Stored data entries:
******

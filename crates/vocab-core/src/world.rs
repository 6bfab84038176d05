//! Collaborator seams: the game world, the HUD and the speech recognizer.
//!
//! The engine never reaches for globals. Each participant is handed these
//! collaborators per call, so several sessions can run side by side in one
//! process. `SimWorld`, `RecordingHud` and `RecordingRecognizer` are in-memory
//! implementations used by the lobby facade and by tests.

use std::collections::{BTreeMap, BTreeSet};

use contracts::{EffectRequest, PlayerId, Position};
use thiserror::Error;
use tracing::info;

pub const MAX_PLAYER_HEALTH: i32 = 100;

#[derive(Debug, Clone, PartialEq, Eq, Error)]
pub enum HudError {
    #[error("no active HUD surface")]
    NoActiveSurface,
}

/// Read and act on the game world for punishment and eligibility.
pub trait GameWorld {
    fn spawnable_entities(&self, location_id: &str) -> BTreeSet<String>;
    fn player_health(&self, player_id: PlayerId) -> Option<i32>;
    fn is_player_alive(&self, player_id: PlayerId) -> bool;
    fn is_player_inside(&self, player_id: PlayerId) -> bool;
    fn player_position(&self, player_id: PlayerId) -> Option<Position>;
    /// Navigation points inside the facility, used as teleport targets.
    fn inside_nav_nodes(&self) -> Vec<Position>;
    fn teleport_player(&mut self, player_id: PlayerId, to: Position);
    fn damage_player(&mut self, player_id: PlayerId, amount: i32);
    fn kill_player(&mut self, player_id: PlayerId);
    fn spawn_effect(&mut self, request: EffectRequest);
}

/// Best-effort notification surface.
pub trait HudSurface {
    fn display_hint(&mut self, title: &str, body: &str) -> Result<(), HudError>;
}

/// Shows a hint, logging instead of failing when no HUD is up.
pub fn show_hint(hud: &mut dyn HudSurface, title: &str, body: &str) {
    if let Err(err) = hud.display_hint(title, body) {
        info!(title, error = %err, "no active HUD, hint dropped");
    }
}

/// Control half of a speech recognizer. Results come back through a
/// `SpeechSubscription`.
pub trait RecognizerControl {
    fn load_grammar(&mut self, words: &[String]);
    fn start(&mut self);
    fn stop(&mut self);
    fn unload_grammar(&mut self);
}

/// The collaborators a participant needs for one call.
pub struct Collaborators<'a> {
    pub world: &'a mut dyn GameWorld,
    pub hud: &'a mut dyn HudSurface,
    pub recognizer: &'a mut dyn RecognizerControl,
}

impl<'a> Collaborators<'a> {
    pub fn new(
        world: &'a mut dyn GameWorld,
        hud: &'a mut dyn HudSurface,
        recognizer: &'a mut dyn RecognizerControl,
    ) -> Self {
        Self {
            world,
            hud,
            recognizer,
        }
    }
}

#[derive(Debug, Clone, PartialEq)]
pub struct SimPlayer {
    pub health: i32,
    pub alive: bool,
    pub inside: bool,
    pub position: Position,
}

impl Default for SimPlayer {
    fn default() -> Self {
        Self {
            health: MAX_PLAYER_HEALTH,
            alive: true,
            inside: false,
            position: Position::default(),
        }
    }
}

#[derive(Debug, Clone, PartialEq)]
pub enum WorldAction {
    Teleported { player_id: PlayerId, to: Position },
    Damaged { player_id: PlayerId, amount: i32 },
    Killed { player_id: PlayerId },
    Effect(EffectRequest),
}

/// In-memory world. Every mutation is appended to `actions`.
#[derive(Debug, Clone, Default)]
pub struct SimWorld {
    levels: BTreeMap<String, BTreeSet<String>>,
    players: BTreeMap<PlayerId, SimPlayer>,
    nav_nodes: Vec<Position>,
    actions: Vec<WorldAction>,
}

impl SimWorld {
    pub fn new() -> Self {
        Self::default()
    }

    /// A world with the vanilla moons and a handful of facility nav nodes.
    pub fn with_default_levels() -> Self {
        let mut world = Self::new();
        world.set_level("41 Experimentation", ["Flowerman", "Crawler", "Centipede", "Blob", "Hoarding bug", "Puffer", "MouthDog", "Manticoil"]);
        world.set_level("220 Assurance", ["Flowerman", "Crawler", "Centipede", "Spring", "Baboon hawk", "ForestGiant", "Earth Leviathan"]);
        world.set_level("56 Vow", ["Flowerman", "Crawler", "Bunker Spider", "Girl", "ForestGiant", "Nutcracker", "Red Locust Bees"]);
        world.set_level("21 Offense", ["Jester", "Spring", "Nutcracker", "Crawler", "Baboon hawk", "RadMech"]);
        world.set_level("61 March", ["Flowerman", "Bunker Spider", "Blob", "Spring", "Earth Leviathan", "MouthDog"]);
        world.set_level("85 Rend", ["Jester", "Nutcracker", "Spring", "Girl", "Masked", "MouthDog", "ForestGiant"]);
        world.set_level("7 Dine", ["Jester", "Butler", "Masked", "Hoarding bug", "Blob", "MouthDog"]);
        world.set_level("8 Titan", ["Jester", "Nutcracker", "Spring", "Flowerman", "Bunker Spider", "Blob", "ForestGiant"]);
        world.set_level(crate::eligibility::RESERVED_LOCATION, Vec::<String>::new());
        world.set_nav_nodes(vec![
            Position::new(10.0, -200.0, 4.0),
            Position::new(-32.5, -210.0, 18.0),
            Position::new(64.0, -195.5, -12.0),
            Position::new(3.0, -220.0, 40.0),
        ]);
        world
    }

    pub fn set_level<I, S>(&mut self, location_id: impl Into<String>, entities: I)
    where
        I: IntoIterator<Item = S>,
        S: Into<String>,
    {
        self.levels
            .insert(location_id.into(), entities.into_iter().map(Into::into).collect());
    }

    pub fn has_level(&self, location_id: &str) -> bool {
        self.levels.contains_key(location_id)
    }

    pub fn set_nav_nodes(&mut self, nodes: Vec<Position>) {
        self.nav_nodes = nodes;
    }

    pub fn add_player(&mut self, player_id: PlayerId) {
        self.players.entry(player_id).or_default();
    }

    pub fn remove_player(&mut self, player_id: PlayerId) {
        self.players.remove(&player_id);
    }

    pub fn player(&self, player_id: PlayerId) -> Option<&SimPlayer> {
        self.players.get(&player_id)
    }

    pub fn player_mut(&mut self, player_id: PlayerId) -> Option<&mut SimPlayer> {
        self.players.get_mut(&player_id)
    }

    /// Revive everyone at full health outside the facility.
    pub fn reset_players(&mut self) {
        for player in self.players.values_mut() {
            *player = SimPlayer::default();
        }
    }

    pub fn actions(&self) -> &[WorldAction] {
        &self.actions
    }
}

impl GameWorld for SimWorld {
    fn spawnable_entities(&self, location_id: &str) -> BTreeSet<String> {
        self.levels.get(location_id).cloned().unwrap_or_default()
    }

    fn player_health(&self, player_id: PlayerId) -> Option<i32> {
        self.players.get(&player_id).map(|p| p.health)
    }

    fn is_player_alive(&self, player_id: PlayerId) -> bool {
        self.players.get(&player_id).is_some_and(|p| p.alive)
    }

    fn is_player_inside(&self, player_id: PlayerId) -> bool {
        self.players.get(&player_id).is_some_and(|p| p.inside)
    }

    fn player_position(&self, player_id: PlayerId) -> Option<Position> {
        self.players.get(&player_id).map(|p| p.position)
    }

    fn inside_nav_nodes(&self) -> Vec<Position> {
        self.nav_nodes.clone()
    }

    fn teleport_player(&mut self, player_id: PlayerId, to: Position) {
        if let Some(player) = self.players.get_mut(&player_id) {
            player.position = to;
            player.inside = true;
        }
        self.actions.push(WorldAction::Teleported { player_id, to });
    }

    fn damage_player(&mut self, player_id: PlayerId, amount: i32) {
        if let Some(player) = self.players.get_mut(&player_id) {
            player.health = (player.health - amount).max(0);
            if player.health == 0 {
                player.alive = false;
            }
        }
        self.actions.push(WorldAction::Damaged { player_id, amount });
    }

    fn kill_player(&mut self, player_id: PlayerId) {
        if let Some(player) = self.players.get_mut(&player_id) {
            player.health = 0;
            player.alive = false;
        }
        self.actions.push(WorldAction::Killed { player_id });
    }

    fn spawn_effect(&mut self, request: EffectRequest) {
        self.actions.push(WorldAction::Effect(request));
    }
}

#[derive(Debug, Clone, PartialEq, Eq)]
pub struct Hint {
    pub title: String,
    pub body: String,
}

/// HUD that keeps every hint it was asked to show. An inactive HUD
/// refuses hints, like a player still on the main menu.
#[derive(Debug, Clone)]
pub struct RecordingHud {
    active: bool,
    hints: Vec<Hint>,
}

impl Default for RecordingHud {
    fn default() -> Self {
        Self {
            active: true,
            hints: Vec::new(),
        }
    }
}

impl RecordingHud {
    pub fn inactive() -> Self {
        Self {
            active: false,
            hints: Vec::new(),
        }
    }

    pub fn hints(&self) -> &[Hint] {
        &self.hints
    }

    pub fn last(&self) -> Option<&Hint> {
        self.hints.last()
    }

    pub fn drain(&mut self) -> Vec<Hint> {
        std::mem::take(&mut self.hints)
    }
}

impl HudSurface for RecordingHud {
    fn display_hint(&mut self, title: &str, body: &str) -> Result<(), HudError> {
        if !self.active {
            return Err(HudError::NoActiveSurface);
        }
        self.hints.push(Hint {
            title: title.to_string(),
            body: body.to_string(),
        });
        Ok(())
    }
}

#[derive(Debug, Clone, Default, PartialEq, Eq)]
pub struct RecordingRecognizer {
    pub grammar: Option<Vec<String>>,
    pub running: bool,
    pub starts: u32,
    pub stops: u32,
}

impl RecognizerControl for RecordingRecognizer {
    fn load_grammar(&mut self, words: &[String]) {
        self.grammar = Some(words.to_vec());
    }

    fn start(&mut self) {
        self.running = true;
        self.starts += 1;
    }

    fn stop(&mut self) {
        if self.running {
            self.stops += 1;
        }
        self.running = false;
    }

    fn unload_grammar(&mut self) {
        self.grammar = None;
    }
}
use std::env;
use std::fs;
use std::net::SocketAddr;
use std::path::PathBuf;

use contracts::ModConfig;
use tracing::{error, info};
use tracing_subscriber::EnvFilter;
use vocab_api::{serve, LobbyApi, HOST_PLAYER_ID};
use vocab_core::VocabularyCatalogue;

const CONFIG_ENV: &str = "VOCAB_CONFIG_PATH";
/// Clock advance after the scripted chat, long enough for every delayed
/// punishment to resolve.
const SIMULATE_SETTLE_MS: u64 = 20_000;

fn print_usage() {
    println!("vocab-cli [--config <path>] <command>");
    println!("commands:");
    println!("  catalogue");
    println!("    lists every category and its banned words");
    println!("  settings");
    println!("    prints the effective session settings as JSON");
    println!("  simulate <location_id> [message...]");
    println!("    starts a round as the host, says each message in chat, prints the event log");
    println!("  serve [addr]");
    println!("    default addr: 127.0.0.1:8080");
    println!("config: --config <path> or ${CONFIG_ENV}; defaults apply when neither is set");
}

/// Splits `--config <path>` out of the argument list.
fn take_config_flag(args: Vec<String>) -> Result<(Option<PathBuf>, Vec<String>), String> {
    let mut path = None;
    let mut rest = Vec::with_capacity(args.len());
    let mut iter = args.into_iter();
    while let Some(arg) = iter.next() {
        if arg == "--config" {
            let value = iter.next().ok_or_else(|| "missing value for --config".to_string())?;
            path = Some(PathBuf::from(value));
        } else if let Some(value) = arg.strip_prefix("--config=") {
            path = Some(PathBuf::from(value));
        } else {
            rest.push(arg);
        }
    }
    Ok((path, rest))
}

fn config_path(flag: Option<PathBuf>) -> Option<PathBuf> {
    flag.or_else(|| {
        env::var(CONFIG_ENV)
            .ok()
            .filter(|value| !value.trim().is_empty())
            .map(PathBuf::from)
    })
}

fn load_config(path: Option<PathBuf>) -> Result<ModConfig, String> {
    let Some(path) = path else {
        return Ok(ModConfig::default());
    };
    let raw = fs::read_to_string(&path)
        .map_err(|err| format!("failed to read config {}: {err}", path.display()))?;
    let config: ModConfig = serde_json::from_str(&raw)
        .map_err(|err| format!("invalid config {}: {err}", path.display()))?;
    info!(path = %path.display(), "config loaded");
    Ok(config)
}

fn parse_socket_addr(value: Option<&String>) -> Result<SocketAddr, String> {
    let raw = value.map(String::as_str).unwrap_or("127.0.0.1:8080");
    raw.parse::<SocketAddr>()
        .map_err(|_| format!("invalid addr: {raw}"))
}

fn print_catalogue(config: &ModConfig) {
    let catalogue = VocabularyCatalogue::from_config(config);
    for entry in catalogue.entries() {
        println!("{}: {}", entry.category_name, entry.words);
    }
}

fn print_settings(config: &ModConfig) -> Result<(), String> {
    let rendered = serde_json::to_string_pretty(&config.settings)
        .map_err(|err| format!("failed to render settings: {err}"))?;
    println!("{rendered}");
    Ok(())
}

fn run_simulation(config: &ModConfig, args: &[String]) -> Result<(), String> {
    let location_id = args
        .get(1)
        .ok_or_else(|| "missing location_id".to_string())?;
    let mut lobby = LobbyApi::new(config).map_err(|err| err.to_string())?;
    let round_id = lobby.start_round(location_id).map_err(|err| err.to_string())?;
    println!("round={round_id} {}", lobby.status());

    for message in &args[2..] {
        let passthrough = lobby
            .chat(HOST_PLAYER_ID, message)
            .map_err(|err| err.to_string())?;
        let outcome = if passthrough.is_empty() { "blocked" } else { "sent" };
        println!("chat {outcome}: {message}");
    }
    lobby.advance_clock(SIMULATE_SETTLE_MS);

    for event in lobby.events() {
        let line = serde_json::to_string(event).map_err(|err| format!("failed to render event: {err}"))?;
        println!("{line}");
    }
    println!("{}", lobby.status());
    Ok(())
}

fn init_tracing() {
    let filter = EnvFilter::try_from_default_env().unwrap_or_else(|_| EnvFilter::new("info"));
    tracing_subscriber::fmt().with_env_filter(filter).init();
}

#[tokio::main]
async fn main() {
    init_tracing();

    let (flag, args) = match take_config_flag(env::args().skip(1).collect()) {
        Ok(split) => split,
        Err(err) => {
            eprintln!("error: {err}");
            print_usage();
            std::process::exit(2);
        }
    };
    let config = match load_config(config_path(flag)) {
        Ok(config) => config,
        Err(err) => {
            error!(error = %err, "configuration rejected");
            eprintln!("error: {err}");
            std::process::exit(2);
        }
    };

    match args.first().map(String::as_str) {
        Some("catalogue") => print_catalogue(&config),
        Some("settings") => {
            if let Err(err) = print_settings(&config) {
                eprintln!("error: {err}");
                std::process::exit(1);
            }
        }
        Some("simulate") => {
            if let Err(err) = run_simulation(&config, &args) {
                eprintln!("error: {err}");
                print_usage();
                std::process::exit(2);
            }
        }
        Some("serve") => match parse_socket_addr(args.get(1)) {
            Ok(addr) => {
                let lobby = match LobbyApi::new(&config) {
                    Ok(lobby) => lobby,
                    Err(err) => {
                        eprintln!("error: {err}");
                        std::process::exit(2);
                    }
                };
                println!("serving lobby api on http://{addr}");
                if let Err(err) = serve(addr, lobby).await {
                    eprintln!("server error: {err}");
                    std::process::exit(1);
                }
            }
            Err(err) => {
                eprintln!("error: {err}");
                print_usage();
                std::process::exit(2);
            }
        },
        _ => {
            print_usage();
        }
    }
}
//! Per-session vocabulary state and its shared handle.
//!
//! `active_words` is derived: it is rebuilt from the shared, private and
//! forced category sets on every transition and never patched in place.

use std::collections::BTreeSet;
use std::sync::Arc;

use parking_lot::RwLock;
use thiserror::Error;
use tracing::{info, warn};

use crate::catalogue::{CategoryName, VocabularyCatalogue};

#[derive(Debug, Clone, Copy, PartialEq, Eq)]
pub enum RoundPhase {
    Idle,
    Active,
}

#[derive(Debug, Clone, PartialEq, Eq, Error)]
pub enum StateError {
    #[error("category \"{name}\" is not present in the local catalogue")]
    UnknownCategory { name: String },
}

#[derive(Debug, Clone, PartialEq, Eq)]
pub struct SessionVocabularyState {
    phase: RoundPhase,
    round_id: u64,
    shared: BTreeSet<CategoryName>,
    private: BTreeSet<CategoryName>,
    forced: BTreeSet<CategoryName>,
    active_words: BTreeSet<String>,
}

impl Default for SessionVocabularyState {
    fn default() -> Self {
        Self {
            phase: RoundPhase::Idle,
            round_id: 0,
            shared: BTreeSet::new(),
            private: BTreeSet::new(),
            forced: BTreeSet::new(),
            active_words: BTreeSet::new(),
        }
    }
}

impl SessionVocabularyState {
    pub fn phase(&self) -> RoundPhase {
        self.phase
    }

    pub fn round_in_progress(&self) -> bool {
        self.phase == RoundPhase::Active
    }

    pub fn round_id(&self) -> u64 {
        self.round_id
    }

    pub fn shared_categories(&self) -> &BTreeSet<CategoryName> {
        &self.shared
    }

    pub fn private_categories(&self) -> &BTreeSet<CategoryName> {
        &self.private
    }

    pub fn forced_categories(&self) -> &BTreeSet<CategoryName> {
        &self.forced
    }

    pub fn active_words(&self) -> &BTreeSet<String> {
        &self.active_words
    }

    /// Idle -> Active. Every name must resolve in `catalogue`; on failure the
    /// state is left untouched.
    pub fn begin_round(
        &mut self,
        catalogue: &VocabularyCatalogue,
        shared: BTreeSet<CategoryName>,
        private: BTreeSet<CategoryName>,
    ) -> Result<(), StateError> {
        if let Some(name) = shared.iter().chain(private.iter()).find(|name| !catalogue.contains(name)) {
            return Err(StateError::UnknownCategory { name: name.clone() });
        }

        self.phase = RoundPhase::Active;
        self.round_id = self.round_id.wrapping_add(1);
        self.shared = shared;
        // A category already shared is never also private.
        self.private = private.difference(&self.shared).cloned().collect();
        self.recompute_active_words(catalogue);
        info!(
            round_id = self.round_id,
            shared = ?self.shared,
            private = ?self.private,
            forced = ?self.forced,
            words = self.active_words.len(),
            "round vocabulary active"
        );
        Ok(())
    }

    /// Same as `begin_round` but pins the round id to the host's.
    pub fn begin_round_with_id(
        &mut self,
        catalogue: &VocabularyCatalogue,
        round_id: u64,
        shared: BTreeSet<CategoryName>,
        private: BTreeSet<CategoryName>,
    ) -> Result<(), StateError> {
        self.begin_round(catalogue, shared, private)?;
        self.round_id = round_id;
        Ok(())
    }

    /// Active -> Idle. Forced categories survive, so `active_words` keeps
    /// their words. Calling it twice is the same as calling it once.
    pub fn end_round(&mut self, catalogue: &VocabularyCatalogue) {
        let was_active = self.round_in_progress();
        self.phase = RoundPhase::Idle;
        self.shared.clear();
        self.private.clear();
        self.recompute_active_words(catalogue);
        if was_active {
            info!(round_id = self.round_id, "round vocabulary cleared");
        }
    }

    /// Replaces the forced set. Unknown names are dropped with a warning.
    pub fn set_forced(&mut self, catalogue: &VocabularyCatalogue, forced: BTreeSet<CategoryName>) {
        self.forced = forced
            .into_iter()
            .filter(|name| {
                let known = catalogue.contains(name);
                if !known {
                    warn!(category = %name, "forced category missing from catalogue, ignoring");
                }
                known
            })
            .collect();
        self.recompute_active_words(catalogue);
    }

    fn recompute_active_words(&mut self, catalogue: &VocabularyCatalogue) {
        self.active_words = self
            .shared
            .iter()
            .chain(self.private.iter())
            .chain(self.forced.iter())
            .filter_map(|name| catalogue.words_of(name))
            .flat_map(|words| words.iter().cloned())
            .collect();
    }
}

/// Shared handle used by the input thread and the speech callback thread.
/// Writers build the next state off to the side and swap it in whole.
#[derive(Debug, Clone, Default)]
pub struct SharedSession {
    inner: Arc<RwLock<SessionVocabularyState>>,
}

impl SharedSession {
    pub fn new(state: SessionVocabularyState) -> Self {
        Self {
            inner: Arc::new(RwLock::new(state)),
        }
    }

    pub fn snapshot(&self) -> SessionVocabularyState {
        self.inner.read().clone()
    }

    pub fn read<T>(&self, f: impl FnOnce(&SessionVocabularyState) -> T) -> T {
        f(&self.inner.read())
    }

    pub fn modify(&self, f: impl FnOnce(&mut SessionVocabularyState)) {
        let mut next = self.inner.read().clone();
        f(&mut next);
        *self.inner.write() = next;
    }

    /// Applies `f` to a copy of the state and swaps it in only if `f`
    /// succeeds.
    pub fn update<T, E>(
        &self,
        f: impl FnOnce(&mut SessionVocabularyState) -> Result<T, E>,
    ) -> Result<T, E> {
        let mut next = self.inner.read().clone();
        let value = f(&mut next)?;
        *self.inner.write() = next;
        Ok(value)
    }
}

******

*PROBLEM TO WORK ON*
Across the records above, show each line containing the word "Masked".

*WRITTEN ANSWER*
        world.set_level("85 Rend", ["Jester", "Nutcracker", "Spring", "Girl", "Masked", "MouthDog", "ForestGiant"]);
        world.set_level("7 Dine", ["Jester", "Butler", "Masked", "Hoarding bug", "Blob", "MouthDog"]);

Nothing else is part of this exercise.